Start of Record excerpts
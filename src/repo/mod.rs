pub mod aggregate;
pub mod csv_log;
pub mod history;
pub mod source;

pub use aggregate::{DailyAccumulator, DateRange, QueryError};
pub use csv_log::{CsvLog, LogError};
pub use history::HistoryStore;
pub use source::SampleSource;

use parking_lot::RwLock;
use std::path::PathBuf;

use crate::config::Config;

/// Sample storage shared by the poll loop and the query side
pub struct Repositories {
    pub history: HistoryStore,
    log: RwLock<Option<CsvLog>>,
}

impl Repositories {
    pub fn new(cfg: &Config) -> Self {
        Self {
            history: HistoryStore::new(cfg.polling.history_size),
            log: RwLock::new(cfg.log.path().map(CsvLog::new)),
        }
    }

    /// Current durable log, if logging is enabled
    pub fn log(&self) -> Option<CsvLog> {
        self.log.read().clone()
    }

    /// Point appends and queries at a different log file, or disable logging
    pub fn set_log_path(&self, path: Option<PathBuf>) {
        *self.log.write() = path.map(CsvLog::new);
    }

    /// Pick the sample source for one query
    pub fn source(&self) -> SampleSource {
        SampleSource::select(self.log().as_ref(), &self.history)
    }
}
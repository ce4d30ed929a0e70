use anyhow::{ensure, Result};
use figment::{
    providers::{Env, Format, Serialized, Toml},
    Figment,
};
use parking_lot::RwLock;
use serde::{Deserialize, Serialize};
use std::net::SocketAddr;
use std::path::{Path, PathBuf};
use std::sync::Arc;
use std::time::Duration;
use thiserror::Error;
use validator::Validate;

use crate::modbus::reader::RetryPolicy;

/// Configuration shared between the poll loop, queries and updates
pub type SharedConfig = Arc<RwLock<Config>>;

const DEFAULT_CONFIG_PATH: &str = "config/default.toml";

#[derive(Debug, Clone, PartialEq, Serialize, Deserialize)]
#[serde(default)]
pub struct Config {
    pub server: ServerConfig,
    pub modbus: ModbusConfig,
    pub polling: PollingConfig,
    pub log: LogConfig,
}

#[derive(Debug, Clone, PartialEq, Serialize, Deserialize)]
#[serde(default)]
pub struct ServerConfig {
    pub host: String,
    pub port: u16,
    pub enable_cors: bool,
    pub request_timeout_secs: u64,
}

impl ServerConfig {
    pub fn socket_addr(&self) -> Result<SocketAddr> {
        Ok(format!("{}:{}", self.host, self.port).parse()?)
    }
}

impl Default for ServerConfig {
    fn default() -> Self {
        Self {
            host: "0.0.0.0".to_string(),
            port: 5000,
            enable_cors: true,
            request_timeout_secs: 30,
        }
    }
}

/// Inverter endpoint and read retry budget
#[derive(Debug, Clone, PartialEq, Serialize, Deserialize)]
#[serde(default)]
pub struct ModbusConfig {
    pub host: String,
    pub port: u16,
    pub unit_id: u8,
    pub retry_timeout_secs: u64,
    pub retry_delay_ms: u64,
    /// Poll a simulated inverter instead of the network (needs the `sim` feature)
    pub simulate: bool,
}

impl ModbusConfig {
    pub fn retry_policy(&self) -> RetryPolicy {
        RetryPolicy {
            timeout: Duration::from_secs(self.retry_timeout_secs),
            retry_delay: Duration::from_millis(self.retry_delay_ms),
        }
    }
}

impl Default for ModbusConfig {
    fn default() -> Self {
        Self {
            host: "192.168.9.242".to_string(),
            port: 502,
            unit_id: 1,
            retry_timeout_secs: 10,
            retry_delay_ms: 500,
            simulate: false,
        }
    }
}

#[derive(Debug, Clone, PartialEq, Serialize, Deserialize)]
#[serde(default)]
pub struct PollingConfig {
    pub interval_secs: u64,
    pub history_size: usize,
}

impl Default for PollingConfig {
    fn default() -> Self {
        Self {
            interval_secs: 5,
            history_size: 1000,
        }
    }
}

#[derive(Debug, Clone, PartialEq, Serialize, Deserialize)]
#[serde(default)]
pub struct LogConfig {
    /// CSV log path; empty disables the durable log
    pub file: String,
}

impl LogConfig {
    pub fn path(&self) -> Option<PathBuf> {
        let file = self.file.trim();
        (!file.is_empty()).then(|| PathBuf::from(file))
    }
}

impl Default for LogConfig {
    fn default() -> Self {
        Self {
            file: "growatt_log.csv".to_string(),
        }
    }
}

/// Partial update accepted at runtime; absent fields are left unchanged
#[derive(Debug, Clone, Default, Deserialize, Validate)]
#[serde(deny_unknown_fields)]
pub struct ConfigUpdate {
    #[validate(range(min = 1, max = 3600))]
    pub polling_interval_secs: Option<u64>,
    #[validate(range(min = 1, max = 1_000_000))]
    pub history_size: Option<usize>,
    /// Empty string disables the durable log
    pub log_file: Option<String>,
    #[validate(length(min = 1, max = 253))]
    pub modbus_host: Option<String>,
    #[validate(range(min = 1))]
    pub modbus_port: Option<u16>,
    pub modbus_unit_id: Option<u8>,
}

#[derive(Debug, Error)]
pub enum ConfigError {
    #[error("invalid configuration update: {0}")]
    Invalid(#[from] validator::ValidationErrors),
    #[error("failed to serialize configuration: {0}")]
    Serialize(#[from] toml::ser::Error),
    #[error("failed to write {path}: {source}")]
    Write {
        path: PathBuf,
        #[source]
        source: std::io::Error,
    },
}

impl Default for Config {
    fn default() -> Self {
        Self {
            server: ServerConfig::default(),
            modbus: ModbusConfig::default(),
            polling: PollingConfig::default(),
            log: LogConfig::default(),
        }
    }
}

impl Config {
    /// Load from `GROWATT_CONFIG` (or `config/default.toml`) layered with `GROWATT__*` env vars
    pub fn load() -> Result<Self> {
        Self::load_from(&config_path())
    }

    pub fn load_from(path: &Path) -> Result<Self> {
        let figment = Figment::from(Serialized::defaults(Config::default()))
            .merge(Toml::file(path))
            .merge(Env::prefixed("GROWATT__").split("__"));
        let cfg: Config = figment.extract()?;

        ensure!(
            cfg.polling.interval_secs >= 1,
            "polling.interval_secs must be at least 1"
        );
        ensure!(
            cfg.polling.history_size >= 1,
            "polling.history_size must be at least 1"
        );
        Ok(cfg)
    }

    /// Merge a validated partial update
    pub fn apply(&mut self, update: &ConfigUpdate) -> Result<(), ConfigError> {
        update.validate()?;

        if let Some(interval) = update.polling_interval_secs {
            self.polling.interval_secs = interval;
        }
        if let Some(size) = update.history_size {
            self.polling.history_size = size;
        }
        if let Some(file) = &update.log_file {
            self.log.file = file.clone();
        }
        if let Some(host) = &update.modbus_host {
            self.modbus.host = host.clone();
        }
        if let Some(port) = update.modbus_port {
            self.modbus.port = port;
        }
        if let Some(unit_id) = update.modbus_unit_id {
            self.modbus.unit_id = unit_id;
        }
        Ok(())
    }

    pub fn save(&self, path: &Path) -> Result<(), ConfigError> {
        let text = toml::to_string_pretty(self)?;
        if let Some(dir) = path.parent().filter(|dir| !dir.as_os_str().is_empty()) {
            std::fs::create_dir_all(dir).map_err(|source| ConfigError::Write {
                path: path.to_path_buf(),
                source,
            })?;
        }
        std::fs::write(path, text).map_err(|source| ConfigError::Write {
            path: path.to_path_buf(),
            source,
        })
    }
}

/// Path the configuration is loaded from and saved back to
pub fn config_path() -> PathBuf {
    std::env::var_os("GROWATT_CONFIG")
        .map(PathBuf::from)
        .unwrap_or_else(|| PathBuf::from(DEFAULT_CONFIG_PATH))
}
End of Record excerpts
* _What you should do_
Each line in the listing needs to be copied exactly.

* _Solution to the exercise_
filename src/repo/mod.rs
pub mod aggregate;
pub mod csv_log;
pub mod history;
pub mod source;

pub use aggregate::{DailyAccumulator, DateRange, QueryError};
pub use csv_log::{CsvLog, LogError};
pub use history::HistoryStore;
pub use source::SampleSource;

use parking_lot::RwLock;
use std::path::PathBuf;

use crate::config::Config;

/// Sample storage shared by the poll loop and the query side
pub struct Repositories {
    pub history: HistoryStore,
    log: RwLock<Option<CsvLog>>,
}

impl Repositories {
    pub fn new(cfg: &Config) -> Self {
        Self {
            history: HistoryStore::new(cfg.polling.history_size),
            log: RwLock::new(cfg.log.path().map(CsvLog::new)),
        }
    }

    /// Current durable log, if logging is enabled
    pub fn log(&self) -> Option<CsvLog> {
        self.log.read().clone()
    }

    /// Point appends and queries at a different log file, or disable logging
    pub fn set_log_path(&self, path: Option<PathBuf>) {
        *self.log.write() = path.map(CsvLog::new);
    }

    /// Pick the sample source for one query
    pub fn source(&self) -> SampleSource {
        SampleSource::select(self.log().as_ref(), &self.history)
    }
}
repository ce4d30ed929a0e70
use anyhow::{ensure, Result};
use figment::{
    providers::{Env, Format, Serialized, Toml},
    Figment,
};
use parking_lot::RwLock;
use serde::{Deserialize, Serialize};
use std::net::SocketAddr;
use std::path::{Path, PathBuf};
use std::sync::Arc;
use std::time::Duration;
use thiserror::Error;
use validator::Validate;

use crate::modbus::reader::RetryPolicy;

/// Configuration shared between the poll loop, queries and updates
pub type SharedConfig = Arc<RwLock<Config>>;

const DEFAULT_CONFIG_PATH: &str = "config/default.toml";

#[derive(Debug, Clone, PartialEq, Serialize, Deserialize)]
#[serde(default)]
pub struct Config {
    pub server: ServerConfig,
    pub modbus: ModbusConfig,
    pub polling: PollingConfig,
    pub log: LogConfig,
}

#[derive(Debug, Clone, PartialEq, Serialize, Deserialize)]
#[serde(default)]
pub struct ServerConfig {
    pub host: String,
    pub port: u16,
    pub enable_cors: bool,
    pub request_timeout_secs: u64,
}

impl ServerConfig {
    pub fn socket_addr(&self) -> Result<SocketAddr> {
        Ok(format!("{}:{}", self.host, self.port).parse()?)
    }
}

impl Default for ServerConfig {
    fn default() -> Self {
        Self {
            host: "0.0.0.0".to_string(),
            port: 5000,
            enable_cors: true,
            request_timeout_secs: 30,
        }
    }
}

/// Inverter endpoint and read retry budget
#[derive(Debug, Clone, PartialEq, Serialize, Deserialize)]
#[serde(default)]
pub struct ModbusConfig {
    pub host: String,
    pub port: u16,
    pub unit_id: u8,
    pub retry_timeout_secs: u64,
    pub retry_delay_ms: u64,
    /// Poll a simulated inverter instead of the network (needs the `sim` feature)
    pub simulate: bool,
}

impl ModbusConfig {
    pub fn retry_policy(&self) -> RetryPolicy {
        RetryPolicy {
            timeout: Duration::from_secs(self.retry_timeout_secs),
            retry_delay: Duration::from_millis(self.retry_delay_ms),
        }
    }
}

impl Default for ModbusConfig {
    fn default() -> Self {
        Self {
            host: "192.168.9.242".to_string(),
            port: 502,
            unit_id: 1,
            retry_timeout_secs: 10,
            retry_delay_ms: 500,
            simulate: false,
        }
    }
}

#[derive(Debug, Clone, PartialEq, Serialize, Deserialize)]
#[serde(default)]
pub struct PollingConfig {
    pub interval_secs: u64,
    pub history_size: usize,
}

impl Default for PollingConfig {
    fn default() -> Self {
        Self {
            interval_secs: 5,
            history_size: 1000,
        }
    }
}

#[derive(Debug, Clone, PartialEq, Serialize, Deserialize)]
#[serde(default)]
pub struct LogConfig {
    /// CSV log path; empty disables the durable log
    pub file: String,
}

impl LogConfig {
    pub fn path(&self) -> Option<PathBuf> {
        let file = self.file.trim();
        (!file.is_empty()).then(|| PathBuf::from(file))
    }
}

impl Default for LogConfig {
    fn default() -> Self {
        Self {
            file: "growatt_log.csv".to_string(),
        }
    }
}

/// Partial update accepted at runtime; absent fields are left unchanged
#[derive(Debug, Clone, Default, Deserialize, Validate)]
#[serde(deny_unknown_fields)]
pub struct ConfigUpdate {
    #[validate(range(min = 1, max = 3600))]
    pub polling_interval_secs: Option<u64>,
    #[validate(range(min = 1, max = 1_000_000))]
    pub history_size: Option<usize>,
    /// Empty string disables the durable log
    pub log_file: Option<String>,
    #[validate(length(min = 1, max = 253))]
    pub modbus_host: Option<String>,
    #[validate(range(min = 1))]
    pub modbus_port: Option<u16>,
    pub modbus_unit_id: Option<u8>,
}

#[derive(Debug, Error)]
pub enum ConfigError {
    #[error("invalid configuration update: {0}")]
    Invalid(#[from] validator::ValidationErrors),
    #[error("failed to serialize configuration: {0}")]
    Serialize(#[from] toml::ser::Error),
    #[error("failed to write {path}: {source}")]
    Write {
        path: PathBuf,
        #[source]
        source: std::io::Error,
    },
}

impl Default for Config {
    fn default() -> Self {
        Self {
            server: ServerConfig::default(),
            modbus: ModbusConfig::default(),
            polling: PollingConfig::default(),
            log: LogConfig::default(),
        }
    }
}

impl Config {
    /// Load from `GROWATT_CONFIG` (or `config/default.toml`) layered with `GROWATT__*` env vars
    pub fn load() -> Result<Self> {
        Self::load_from(&config_path())
    }

    pub fn load_from(path: &Path) -> Result<Self> {
        let figment = Figment::from(Serialized::defaults(Config::default()))
            .merge(Toml::file(path))
            .merge(Env::prefixed("GROWATT__").split("__"));
        let cfg: Config = figment.extract()?;

        ensure!(
            cfg.polling.interval_secs >= 1,
            "polling.interval_secs must be at least 1"
        );
        ensure!(
            cfg.polling.history_size >= 1,
            "polling.history_size must be at least 1"
        );
        Ok(cfg)
    }

    /// Merge a validated partial update
    pub fn apply(&mut self, update: &ConfigUpdate) -> Result<(), ConfigError> {
        update.validate()?;

        if let Some(interval) = update.polling_interval_secs {
            self.polling.interval_secs = interval;
        }
        if let Some(size) = update.history_size {
            self.polling.history_size = size;
        }
        if let Some(file) = &update.log_file {
            self.log.file = file.clone();
        }
        if let Some(host) = &update.modbus_host {
            self.modbus.host = host.clone();
        }
        if let Some(port) = update.modbus_port {
            self.modbus.port = port;
        }
        if let Some(unit_id) = update.modbus_unit_id {
            self.modbus.unit_id = unit_id;
        }
        Ok(())
    }

    pub fn save(&self, path: &Path) -> Result<(), ConfigError> {
        let text = toml::to_string_pretty(self)?;
        if let Some(dir) = path.parent().filter(|dir| !dir.as_os_str().is_empty()) {
            std::fs::create_dir_all(dir).map_err(|source| ConfigError::Write {
                path: path.to_path_buf(),
                source,
            })?;
        }
        std::fs::write(path, text).map_err(|source| ConfigError::Write {
            path: path.to_path_buf(),
            source,
        })
    }
}

/// Path the configuration is loaded from and saved back to
pub fn config_path() -> PathBuf {
    std::env::var_os("GROWATT_CONFIG")
        .map(PathBuf::from)
        .unwrap_or_else(|| PathBuf::from(DEFAULT_CONFIG_PATH))
}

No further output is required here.